Zebrafish demonstrated equal learning abilities when exposed to either social or asocial-conditioned stimuli (CS) paired with an unconditioned stimulus (US). There were no significant differences between the social and asocial learning treatments in learning acquisition during the training phase or retrieval during the probe test. Importantly, zebrafish were able to distinguish between the social and asocial cues used in the study, and they showed a preference for the social cue.
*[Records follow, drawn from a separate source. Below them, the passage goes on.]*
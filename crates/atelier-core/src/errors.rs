use std::time::Duration;

/// Typed errors for the synthesis-engine boundary.
#[derive(Clone, Debug, thiserror::Error)]
pub enum SynthesisError {
    #[error("engine unreachable: {0}")]
    EngineUnavailable(String),

    #[error("invalid synthesis request: {0}")]
    InvalidRequest(String),

    #[error("render failed: {0}")]
    RenderFailed(String),

    #[error("malformed engine response: {0}")]
    MalformedResponse(String),

    #[error("timeout after {0:?}")]
    Timeout(Duration),

    #[error("cancelled")]
    Cancelled,
}

impl SynthesisError {
    /// Short classification string for logging.
    pub fn error_kind(&self) -> &'static str {
        match self {
            Self::EngineUnavailable(_) => "engine_unavailable",
            Self::InvalidRequest(_) => "invalid_request",
            Self::RenderFailed(_) => "render_failed",
            Self::MalformedResponse(_) => "malformed_response",
            Self::Timeout(_) => "timeout",
            Self::Cancelled => "cancelled",
        }
    }

    /// Classify an HTTP status code from the engine sidecar.
    pub fn from_status(status: u16, body: String) -> Self {
        match status {
            400 | 422 => Self::InvalidRequest(body),
            500..=599 => Self::RenderFailed(format!("engine returned {status}: {body}")),
            _ => Self::MalformedResponse(format!("unexpected status {status}: {body}")),
        }
    }
}

#[cfg(test)]
mod tests {
    use super::*;

    #[test]
    fn error_kind_strings() {
        assert_eq!(SynthesisError::Cancelled.error_kind(), "cancelled");
        assert_eq!(
            SynthesisError::EngineUnavailable("tcp".into()).error_kind(),
            "engine_unavailable"
        );
        assert_eq!(
            SynthesisError::Timeout(Duration::from_secs(30)).error_kind(),
            "timeout"
        );
    }

    #[test]
    fn from_status_mapping() {
        assert!(matches!(
            SynthesisError::from_status(400, "bad".into()),
            SynthesisError::InvalidRequest(_)
        ));
        assert!(matches!(
            SynthesisError::from_status(422, "bad".into()),
            SynthesisError::InvalidRequest(_)
        ));
        assert!(matches!(
            SynthesisError::from_status(500, "boom".into()),
            SynthesisError::RenderFailed(_)
        ));
        assert!(matches!(
            SynthesisError::from_status(302, "weird".into()),
            SynthesisError::MalformedResponse(_)
        ));
    }
}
The levels of brain activation, measured by c-fos expression, revealed distinct patterns for the retrieval of social and asocial learning. Social learning was associated with increased activity in the olfactory bulbs (OB), the ventral zone of the ventral telencephalic area (Vv), the ventral habenular nuclei (Hav), and the ventromedial thalamic nuclei (VM). In contrast, asocial learning was associated with decreased activity in the dorsal habenular nuclei (Had) and in the anterior tubercular nucleus (ATN).

The regional similarity data reveals a lack of correlation between social and asocial learning, and a large amplitude of the change in the neighborhood structure for different regions in the two types of learning. Community detection analysis revealed a higher integration across communities in the social learning treatment compared to the asocial one. Additionally, this study identifies shared submodules within the brain networks. Control groups share the visual response to a stimulus but include no learning on the part of the individuals: generalized attention (AM) and the visual response mechanisms (VRM). Social learners compared with social controls, the commonality lies in the presence of a social visual stimulus, composed of VRM regions and a few additional ones, that we now denote as social integration module (SIM). In asocial learners compared with asocial controls, the submodule includes about 50% of the VRM regions plus a new set of regions with no overlap with the SIM. Arguably, these additional regions should be responsible for the learned response and association with the food stimulus, and we denote them as the learning module (LM). The region VL l, which appears in all the submodules, might suggest that it has a generic role in information integration across different areas. In our study, the social module is exclusively composed of brain regions present in the right hemisphere. Similarly, the learning module is also lateralized, but in this case, it is mostly composed of left-hemisphere structures. These results suggest the occurrence of laterality in zebrafish brain function, which may increase efficiency in information processing by avoiding duplication of functions in the two hemispheres.

Together, our results provide the first experimental evidence for the occurrence of a general-purpose learning module that is apparently modulated by different patterns of localized activity in social and asocial learning.